Very early on, he was emotionally abusive.
For example, a month into the relationship, he invited me to meet him and his daughter from a former relationship at his mom's house. When I got there, he showed me family photos and acted like real bonding was taking place. Later that day, on the way to the mall, he started a conversation about affirmative action. I love debating current topics and exploring all sides of an issue. Well, that was a mistake with him. Something I said set him off and he accused me of "ruining the world" with my beliefs and being a "self-hating minority." He took off with his daughter and left me in the mall parking lot. When I finally found him at the mall to ask for a ride back to my car, he told his four-year-old daughter that I had no friends.
Anyway, a healthy person would have kept walking and never looked back. I, however, come from an emotionally abusive background and I was profoundly lonely, so I stayed with him. Many other instances of his crazy behavior surfaced, but still I stayed.
One night, I invited him to have dinner with me and my son. He refused. Later that night, I caught him at a nightclub kissing another woman. I still stayed with him. Two weeks later, on his birthday, we were hanging out watching a movie and a football game when I said something that he perceived to be defending a conservative talk show host (it sounds so insane when I retell it.) He threw the birthday gift I had given him in my face and told me to help him dig his car out of the snow so he could leave.
At work, he ignored me like I didn't exist.
A week later, I found out I was pregnant. I told him. I wanted to give the baby up for an open adoption, but he convinced me to keep it. He moved in and we lived together for more miserable years in which he moved out on me twice, slept with bar skanks and prostitutes, yelled at me, belittled me, demeaned me and generally treated me like a piece of garbage, interspersed with moments of loving kindness.
So what did I do, I married this person in July of this year. His behavior has gotten worse since then. The issues of sleeping around have improved. But the underlying disrespect and disregard for me as a person is still there.
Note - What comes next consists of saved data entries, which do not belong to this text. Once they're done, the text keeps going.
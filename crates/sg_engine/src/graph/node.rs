//! Scene graph vertices
//!
//! Nodes live in the [`Scene`](super::Scene) store and refer to each other by
//! [`NodeId`]. Children are held by the owning parent edges; the `parents`
//! back-references exist only for bound invalidation and reparenting
//! bookkeeping and never keep a node alive.

use std::fmt;
use std::sync::{Arc, Mutex};

use bitflags::bitflags;
use slotmap::new_key_type;

use crate::foundation::math::{Mat4, Trs, Vec3};
use crate::foundation::time::FrameStamp;
use crate::state::StateSet;
use crate::technique::Technique;

use super::bounds::BoundingSphere;
use super::drawable::Drawable;

new_key_type! {
    /// Stable generational key of a node in the scene store
    pub struct NodeId;
}

bitflags! {
    /// Per-node traversal filter, combined with a visitor's mask by AND
    ///
    /// Bits carry application meaning (layers, shadow casters, pick targets);
    /// the engine only ever tests `node.mask & visitor.mask == 0` to prune.
    #[derive(Debug, Clone, Copy, PartialEq, Eq, Hash)]
    pub struct NodeMask: u32 {
        /// No traversal reaches the node
        const NONE = 0;
        /// Every traversal reaches the node
        const ALL = u32::MAX;
    }
}

impl Default for NodeMask {
    fn default() -> Self {
        Self::ALL
    }
}

/// Concurrency contract of a node's mutable data
///
/// Under the pipelined threading model, frame N+1's update may run while
/// frame N's cull output is still being drawn. `Static` nodes promise not to
/// change and may be read without synchronization; `Dynamic` nodes may change
/// every frame and the application must double-buffer whatever state the draw
/// phase can still observe.
#[derive(Debug, Clone, Copy, PartialEq, Eq, Default)]
pub enum DataVariance {
    /// Structure and data never change after build
    #[default]
    Static,
    /// Mutated by update callbacks; needs double buffering under pipelining
    Dynamic,
}

/// Flow control returned by node callbacks
///
/// The traversal engine always performs the continuation into children itself
/// after the callback chain runs, unless some callback returned `Stop`. A
/// callback cannot forget to continue the traversal; it can only veto it.
#[derive(Debug, Clone, Copy, PartialEq, Eq)]
pub enum Continuation {
    /// Proceed into the node's children
    Continue,
    /// Skip the node's children this traversal
    Stop,
}

/// Per-frame application hook run during the update phase
pub trait UpdateCallback: Send {
    /// Mutate the node (or anything else in the scene) for this frame
    fn update(&mut self, scene: &mut super::Scene, node: NodeId, stamp: &FrameStamp)
        -> Continuation;
}

/// Per-event application hook run during the event phase
pub trait EventCallback: Send {
    /// Handle one event; returning `true` marks it handled
    fn event(&mut self, scene: &mut super::Scene, node: NodeId, event: &crate::events::Event)
        -> bool;
}

/// Cull-time hook; may veto traversal of the node's subtree
pub trait CullCallback: Send {
    /// Decide whether the cull traversal enters the subtree
    fn cull(&self, scene: &super::Scene, node: NodeId) -> Continuation;
}

/// Local-to-parent transform specification
#[derive(Debug, Clone, PartialEq)]
pub enum TransformSpec {
    /// Explicit matrix
    Matrix(Mat4),
    /// Position/rotation/scale/pivot composition
    Trs(Trs),
}

impl TransformSpec {
    /// The local-to-parent matrix
    pub fn local_matrix(&self) -> Mat4 {
        match self {
            Self::Matrix(m) => *m,
            Self::Trs(trs) => trs.to_matrix(),
        }
    }
}

impl Default for TransformSpec {
    fn default() -> Self {
        Self::Matrix(Mat4::identity())
    }
}

/// How a transform composes with its ancestors
#[derive(Debug, Clone, Copy, PartialEq, Eq, Default)]
pub enum ReferenceFrame {
    /// Compose with the accumulated ancestor matrix
    #[default]
    Relative,
    /// Replace the accumulated matrix entirely
    Absolute,
}

/// One distance band of an LOD node
#[derive(Debug, Clone, Copy, PartialEq)]
pub struct LodRange {
    /// Nearest eye distance at which the child shows (inclusive)
    pub min: f32,
    /// Farthest eye distance (exclusive)
    pub max: f32,
}

/// Kind-specific payload of a node
pub enum NodeKind {
    /// Plain composite
    Group {
        /// Owned children, in traversal order
        children: Vec<NodeId>,
    },
    /// Composite with a local-to-parent matrix
    Transform {
        /// The local transform
        spec: TransformSpec,
        /// Relative or absolute composition
        reference_frame: ReferenceFrame,
        /// Owned children
        children: Vec<NodeId>,
    },
    /// Distance-based child selector; exactly one child traversed per cull
    Lod {
        /// Center the eye distance is measured to, in local coordinates
        center: Vec3,
        /// One range per child; a child whose range excludes the current
        /// distance is not traversed at all
        ranges: Vec<LodRange>,
        /// Owned children
        children: Vec<NodeId>,
    },
    /// Composite with per-child enable flags
    Switch {
        /// Enable flag per child
        enabled: Vec<bool>,
        /// Owned children
        children: Vec<NodeId>,
    },
    /// Geometry holder
    Geode {
        /// Drawables, shared by `Arc` into render leaves
        drawables: Vec<Arc<Drawable>>,
    },
    /// Placeholder that a background loader fills in at a frame boundary
    Paged {
        /// Path handed to the reader registry
        file_name: String,
        /// Children merged in so far; empty while the load is in flight
        children: Vec<NodeId>,
    },
    /// Plug-in subsystem managing geometry the generic traversal cannot see
    Technique(Mutex<Box<dyn Technique>>),
}

impl fmt::Debug for NodeKind {
    fn fmt(&self, f: &mut fmt::Formatter<'_>) -> fmt::Result {
        match self {
            Self::Group { children } => f.debug_struct("Group").field("children", children).finish(),
            Self::Transform { spec, reference_frame, children } => f
                .debug_struct("Transform")
                .field("spec", spec)
                .field("reference_frame", reference_frame)
                .field("children", children)
                .finish(),
            Self::Lod { center, ranges, children } => f
                .debug_struct("Lod")
                .field("center", center)
                .field("ranges", ranges)
                .field("children", children)
                .finish(),
            Self::Switch { enabled, children } => f
                .debug_struct("Switch")
                .field("enabled", enabled)
                .field("children", children)
                .finish(),
            Self::Geode { drawables } => f
                .debug_struct("Geode")
                .field("drawables", &drawables.len())
                .finish(),
            Self::Paged { file_name, children } => f
                .debug_struct("Paged")
                .field("file_name", file_name)
                .field("children", children)
                .finish(),
            Self::Technique(_) => f.write_str("Technique"),
        }
    }
}

impl NodeKind {
    /// Children slice for composite kinds, empty for leaves
    pub fn children(&self) -> &[NodeId] {
        match self {
            Self::Group { children }
            | Self::Transform { children, .. }
            | Self::Lod { children, .. }
            | Self::Switch { children, .. }
            | Self::Paged { children, .. } => children,
            Self::Geode { .. } | Self::Technique(_) => &[],
        }
    }

    pub(crate) fn children_mut(&mut self) -> Option<&mut Vec<NodeId>> {
        match self {
            Self::Group { children }
            | Self::Transform { children, .. }
            | Self::Lod { children, .. }
            | Self::Switch { children, .. }
            | Self::Paged { children, .. } => Some(children),
            Self::Geode { .. } | Self::Technique(_) => None,
        }
    }
}

/// Select the LOD child for an eye distance
///
/// Ranges are half-open `[min, max)`: a distance exactly at a breakpoint
/// selects the child whose range starts there. Returns `None` when no range
/// contains the distance.
pub fn select_lod_child(ranges: &[LodRange], distance: f32) -> Option<usize> {
    ranges
        .iter()
        .position(|r| distance >= r.min && distance < r.max)
}

/// A scene graph vertex
pub struct Node {
    /// Optional name for diagnostics and lookup
    pub(crate) name: Option<String>,
    /// Traversal filter
    pub(crate) mask: NodeMask,
    /// State attached to this node, shared by reference
    pub(crate) state_set: Option<Arc<StateSet>>,
    /// Concurrency contract
    pub(crate) data_variance: DataVariance,
    /// Ordered update hooks
    pub(crate) update_callbacks: Vec<Box<dyn UpdateCallback>>,
    /// Ordered event hooks
    pub(crate) event_callbacks: Vec<Box<dyn EventCallback>>,
    /// Ordered cull hooks
    pub(crate) cull_callbacks: Vec<Box<dyn CullCallback>>,
    /// Non-owning back-references; one entry per parent edge
    pub(crate) parents: Vec<NodeId>,
    /// Cached local bounding sphere
    pub(crate) bound: BoundingSphere,
    /// Whether `bound` needs recomputation
    pub(crate) bound_dirty: bool,
    /// Kind-specific payload
    pub(crate) kind: NodeKind,
}

impl fmt::Debug for Node {
    fn fmt(&self, f: &mut fmt::Formatter<'_>) -> fmt::Result {
        f.debug_struct("Node")
            .field("name", &self.name)
            .field("mask", &self.mask)
            .field("data_variance", &self.data_variance)
            .field("update_callbacks", &self.update_callbacks.len())
            .field("parents", &self.parents)
            .field("kind", &self.kind)
            .finish_non_exhaustive()
    }
}

impl Node {
    pub(crate) fn new(kind: NodeKind) -> Self {
        Self {
            name: None,
            mask: NodeMask::default(),
            state_set: None,
            data_variance: DataVariance::default(),
            update_callbacks: Vec::new(),
            event_callbacks: Vec::new(),
            cull_callbacks: Vec::new(),
            parents: Vec::new(),
            bound: BoundingSphere::invalid(),
            bound_dirty: true,
            kind,
        }
    }

    /// Node name, if any
    pub fn name(&self) -> Option<&str> {
        self.name.as_deref()
    }

    /// Traversal mask
    pub fn mask(&self) -> NodeMask {
        self.mask
    }

    /// Attached state set
    pub fn state_set(&self) -> Option<&Arc<StateSet>> {
        self.state_set.as_ref()
    }

    /// Concurrency contract
    pub fn data_variance(&self) -> DataVariance {
        self.data_variance
    }

    /// Parent back-references (non-owning)
    pub fn parents(&self) -> &[NodeId] {
        &self.parents
    }

    /// Kind payload
    pub fn kind(&self) -> &NodeKind {
        &self.kind
    }

    /// Children in traversal order (empty for leaf kinds)
    pub fn children(&self) -> &[NodeId] {
        self.kind.children()
    }
}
As a last ditch effort, I signed us up for a relationship boot camp a few weeks ago. It was about compassion for yourself and others. I learned a whole lot; mainly that change comes from within. You must love yourself first and foremost. I had always heard that, but didn't have a strategy to make that happen. The boot camp did teach me strategies for loving myself, even and especially if the other person doesn't love you.
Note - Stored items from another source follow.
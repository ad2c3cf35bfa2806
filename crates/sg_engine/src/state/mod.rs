//! Rendering state model
//!
//! A [`StateSet`] attaches GL-style mode flags and typed attribute values to a
//! node. State inherits down the graph: the cull traversal pushes each node's
//! set onto a stack, and [`MergedState`] resolves the stack into the effective
//! state at a leaf, honoring OVERRIDE and PROTECTED modifiers.
//!
//! Identity of merged state is always *value* identity. Two distinct
//! [`StateSet`] allocations with equal contents produce equal merged state,
//! which is what lets the render phase group their drawables together.

mod attribute;
mod merged;
mod stateset;

pub use attribute::{
    AttributeKind, BlendFactor, CompareFunc, CullFaceMode, Material, PolygonFill, StateAttribute,
};
pub use merged::MergedState;
pub use stateset::{AttributeEntry, BinDetails, BinOrder, Mode, RenderingHint, StateFlags, StateSet};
Well, he fought with me on the first day of the boot camp, at lunch, cussing me out. By the third day of the boot camp, he was on board and we had a nice ride home. The night we got home, though, he fought with me again, this time over an opinion I had about our favorite TV show.
That is when I first seriously considered leaving this miserable life behind. I cannot love myself, and at the same time subject myself and my kids to this anymore.
Right now, I have a major surgery coming up. After I recover from that and get a job, I will divorce him. He is monstrous in his thinking and deeds. It is not until I write it down that I truly can internalize how crazy his behavior is. I am a loving, smart, passionate woman who deserves to live a life where I can share those things with others. I long for love in my life, but what I have is not love, it is sickness. I look forward to the day I am free.